* YOUR INSTRUCTIONS:
What is the number of lines in the material below that include the word "passordet"? Write that number and nothing more.

* INFORMATION PROVIDED:
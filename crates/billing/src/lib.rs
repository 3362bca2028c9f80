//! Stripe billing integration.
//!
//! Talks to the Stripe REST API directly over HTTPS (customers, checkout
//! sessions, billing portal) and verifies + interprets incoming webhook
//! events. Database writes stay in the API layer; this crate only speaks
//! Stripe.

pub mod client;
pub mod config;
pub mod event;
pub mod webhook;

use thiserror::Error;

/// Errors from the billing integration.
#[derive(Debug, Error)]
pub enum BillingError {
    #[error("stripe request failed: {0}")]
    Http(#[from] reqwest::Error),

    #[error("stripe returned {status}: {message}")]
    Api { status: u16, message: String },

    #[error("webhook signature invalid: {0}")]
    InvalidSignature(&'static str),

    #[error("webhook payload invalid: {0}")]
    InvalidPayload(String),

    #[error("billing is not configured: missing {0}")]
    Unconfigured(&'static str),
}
* * *
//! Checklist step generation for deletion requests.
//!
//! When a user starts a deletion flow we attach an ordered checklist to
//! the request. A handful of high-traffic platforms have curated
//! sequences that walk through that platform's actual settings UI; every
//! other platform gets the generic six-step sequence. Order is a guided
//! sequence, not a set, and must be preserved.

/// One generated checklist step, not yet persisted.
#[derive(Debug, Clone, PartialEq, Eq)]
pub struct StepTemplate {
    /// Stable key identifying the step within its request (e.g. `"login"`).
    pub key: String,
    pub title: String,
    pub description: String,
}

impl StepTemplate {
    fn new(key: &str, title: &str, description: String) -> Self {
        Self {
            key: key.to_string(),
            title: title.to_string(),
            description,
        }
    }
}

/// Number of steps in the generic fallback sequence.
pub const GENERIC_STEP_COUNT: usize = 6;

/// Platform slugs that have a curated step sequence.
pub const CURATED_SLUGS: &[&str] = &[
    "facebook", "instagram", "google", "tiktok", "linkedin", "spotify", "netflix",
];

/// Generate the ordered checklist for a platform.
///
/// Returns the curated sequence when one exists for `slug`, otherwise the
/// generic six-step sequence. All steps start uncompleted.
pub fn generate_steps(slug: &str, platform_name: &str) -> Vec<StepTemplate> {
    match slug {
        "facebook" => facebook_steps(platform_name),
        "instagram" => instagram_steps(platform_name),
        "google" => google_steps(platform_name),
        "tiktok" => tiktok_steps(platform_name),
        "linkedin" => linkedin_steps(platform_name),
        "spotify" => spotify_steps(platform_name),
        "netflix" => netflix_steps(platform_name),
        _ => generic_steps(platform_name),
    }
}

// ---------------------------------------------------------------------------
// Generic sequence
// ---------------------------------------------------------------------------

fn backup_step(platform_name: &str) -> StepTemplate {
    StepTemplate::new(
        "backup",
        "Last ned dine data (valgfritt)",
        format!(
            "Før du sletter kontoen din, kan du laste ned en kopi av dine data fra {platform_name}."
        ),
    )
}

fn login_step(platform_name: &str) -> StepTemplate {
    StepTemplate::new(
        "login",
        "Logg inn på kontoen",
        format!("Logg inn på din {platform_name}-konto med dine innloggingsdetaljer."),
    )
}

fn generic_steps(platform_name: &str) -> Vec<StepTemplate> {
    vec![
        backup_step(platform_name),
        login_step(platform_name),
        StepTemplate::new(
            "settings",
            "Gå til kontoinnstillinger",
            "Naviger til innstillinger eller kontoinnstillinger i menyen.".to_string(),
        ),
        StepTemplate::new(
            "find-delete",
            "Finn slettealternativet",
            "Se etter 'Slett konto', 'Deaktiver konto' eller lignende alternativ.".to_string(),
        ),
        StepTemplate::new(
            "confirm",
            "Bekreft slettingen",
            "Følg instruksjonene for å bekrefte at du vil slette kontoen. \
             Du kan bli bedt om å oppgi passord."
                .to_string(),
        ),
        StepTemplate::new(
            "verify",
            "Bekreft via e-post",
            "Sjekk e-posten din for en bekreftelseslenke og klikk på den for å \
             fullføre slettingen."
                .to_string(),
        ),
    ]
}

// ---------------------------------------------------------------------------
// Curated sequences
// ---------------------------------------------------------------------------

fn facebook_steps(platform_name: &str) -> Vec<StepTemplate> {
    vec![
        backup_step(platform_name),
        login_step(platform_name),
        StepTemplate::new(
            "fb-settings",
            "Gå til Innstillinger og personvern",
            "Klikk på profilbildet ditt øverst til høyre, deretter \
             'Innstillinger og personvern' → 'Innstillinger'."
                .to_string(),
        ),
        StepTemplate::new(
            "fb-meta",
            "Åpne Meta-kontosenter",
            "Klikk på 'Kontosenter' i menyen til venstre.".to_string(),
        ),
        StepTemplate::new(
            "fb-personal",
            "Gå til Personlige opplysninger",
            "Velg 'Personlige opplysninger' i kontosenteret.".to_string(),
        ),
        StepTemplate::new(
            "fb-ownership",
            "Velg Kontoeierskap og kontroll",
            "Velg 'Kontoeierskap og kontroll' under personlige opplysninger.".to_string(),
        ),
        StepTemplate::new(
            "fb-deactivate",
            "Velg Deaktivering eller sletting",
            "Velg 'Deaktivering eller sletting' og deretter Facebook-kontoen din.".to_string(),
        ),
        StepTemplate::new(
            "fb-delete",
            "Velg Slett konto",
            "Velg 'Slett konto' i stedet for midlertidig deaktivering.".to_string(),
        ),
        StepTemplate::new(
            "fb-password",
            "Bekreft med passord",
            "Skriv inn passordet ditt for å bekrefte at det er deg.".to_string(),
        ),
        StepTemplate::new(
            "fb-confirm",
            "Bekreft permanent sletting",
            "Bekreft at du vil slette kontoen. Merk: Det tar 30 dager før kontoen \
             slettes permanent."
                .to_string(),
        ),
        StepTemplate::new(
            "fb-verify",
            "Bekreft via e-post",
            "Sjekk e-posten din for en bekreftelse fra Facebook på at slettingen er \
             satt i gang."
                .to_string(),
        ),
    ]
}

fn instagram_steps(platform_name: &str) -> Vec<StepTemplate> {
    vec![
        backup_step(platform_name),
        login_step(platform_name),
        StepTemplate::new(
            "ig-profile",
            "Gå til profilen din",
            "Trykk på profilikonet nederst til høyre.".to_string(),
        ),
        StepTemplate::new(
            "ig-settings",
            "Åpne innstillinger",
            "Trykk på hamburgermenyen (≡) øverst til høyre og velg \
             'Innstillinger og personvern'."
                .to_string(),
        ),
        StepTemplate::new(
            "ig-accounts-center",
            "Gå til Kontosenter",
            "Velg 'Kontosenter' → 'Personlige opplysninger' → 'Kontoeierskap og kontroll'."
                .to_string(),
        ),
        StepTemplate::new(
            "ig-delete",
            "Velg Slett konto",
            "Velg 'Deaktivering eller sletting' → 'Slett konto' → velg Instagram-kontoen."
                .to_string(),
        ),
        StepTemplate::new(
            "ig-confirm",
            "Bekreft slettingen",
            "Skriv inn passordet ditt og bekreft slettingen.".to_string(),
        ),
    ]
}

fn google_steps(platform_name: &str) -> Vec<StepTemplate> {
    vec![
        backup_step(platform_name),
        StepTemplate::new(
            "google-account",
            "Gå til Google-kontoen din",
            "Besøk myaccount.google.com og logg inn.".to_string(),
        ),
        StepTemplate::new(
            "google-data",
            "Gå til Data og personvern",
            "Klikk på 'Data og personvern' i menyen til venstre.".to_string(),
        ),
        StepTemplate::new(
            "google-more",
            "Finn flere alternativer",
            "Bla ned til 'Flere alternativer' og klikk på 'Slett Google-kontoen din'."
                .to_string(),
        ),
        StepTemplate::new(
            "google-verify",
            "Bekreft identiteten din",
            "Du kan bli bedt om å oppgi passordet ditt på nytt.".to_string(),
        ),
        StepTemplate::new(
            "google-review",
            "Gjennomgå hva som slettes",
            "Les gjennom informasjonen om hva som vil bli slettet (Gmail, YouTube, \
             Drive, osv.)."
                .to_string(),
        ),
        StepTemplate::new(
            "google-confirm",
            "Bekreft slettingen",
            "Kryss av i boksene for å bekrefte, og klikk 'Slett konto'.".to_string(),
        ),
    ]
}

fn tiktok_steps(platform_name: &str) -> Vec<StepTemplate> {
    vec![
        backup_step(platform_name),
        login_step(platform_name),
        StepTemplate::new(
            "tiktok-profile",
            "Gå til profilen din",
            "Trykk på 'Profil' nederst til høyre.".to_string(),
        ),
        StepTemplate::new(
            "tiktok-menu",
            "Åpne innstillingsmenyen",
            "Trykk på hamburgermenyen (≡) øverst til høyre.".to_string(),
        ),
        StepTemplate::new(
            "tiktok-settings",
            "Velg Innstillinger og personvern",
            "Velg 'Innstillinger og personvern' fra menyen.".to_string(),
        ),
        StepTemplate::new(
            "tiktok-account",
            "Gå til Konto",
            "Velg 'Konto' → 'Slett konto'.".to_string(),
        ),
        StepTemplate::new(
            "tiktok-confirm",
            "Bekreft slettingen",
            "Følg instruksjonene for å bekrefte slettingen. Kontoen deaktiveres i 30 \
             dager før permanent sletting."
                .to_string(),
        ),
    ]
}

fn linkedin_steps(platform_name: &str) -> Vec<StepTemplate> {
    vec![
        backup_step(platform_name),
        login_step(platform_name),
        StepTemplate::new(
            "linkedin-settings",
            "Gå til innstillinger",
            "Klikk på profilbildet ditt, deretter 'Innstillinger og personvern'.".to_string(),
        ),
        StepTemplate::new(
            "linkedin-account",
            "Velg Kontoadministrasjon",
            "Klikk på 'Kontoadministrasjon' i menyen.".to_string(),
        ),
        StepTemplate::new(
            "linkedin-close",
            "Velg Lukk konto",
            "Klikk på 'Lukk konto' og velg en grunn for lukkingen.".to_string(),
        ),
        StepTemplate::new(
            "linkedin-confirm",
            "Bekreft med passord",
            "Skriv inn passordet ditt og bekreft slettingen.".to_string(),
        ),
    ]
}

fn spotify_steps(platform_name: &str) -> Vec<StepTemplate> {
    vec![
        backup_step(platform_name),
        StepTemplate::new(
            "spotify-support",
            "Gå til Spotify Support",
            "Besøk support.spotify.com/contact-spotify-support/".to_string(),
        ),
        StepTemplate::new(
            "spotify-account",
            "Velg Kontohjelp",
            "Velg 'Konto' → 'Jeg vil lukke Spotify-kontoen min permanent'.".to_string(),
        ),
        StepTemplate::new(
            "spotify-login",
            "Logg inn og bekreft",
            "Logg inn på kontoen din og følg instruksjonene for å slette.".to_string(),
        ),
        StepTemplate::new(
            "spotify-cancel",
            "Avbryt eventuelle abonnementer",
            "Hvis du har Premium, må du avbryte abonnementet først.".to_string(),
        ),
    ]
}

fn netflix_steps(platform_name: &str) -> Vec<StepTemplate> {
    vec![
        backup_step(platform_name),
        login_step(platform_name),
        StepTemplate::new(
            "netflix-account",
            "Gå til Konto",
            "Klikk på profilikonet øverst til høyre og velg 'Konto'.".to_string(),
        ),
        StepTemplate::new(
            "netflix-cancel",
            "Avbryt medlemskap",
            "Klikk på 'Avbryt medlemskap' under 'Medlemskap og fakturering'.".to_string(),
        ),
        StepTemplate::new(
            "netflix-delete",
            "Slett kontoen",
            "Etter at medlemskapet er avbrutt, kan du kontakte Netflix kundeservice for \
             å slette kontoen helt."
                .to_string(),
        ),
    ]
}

* SOLUTION FOR THIS EXERCISE:
4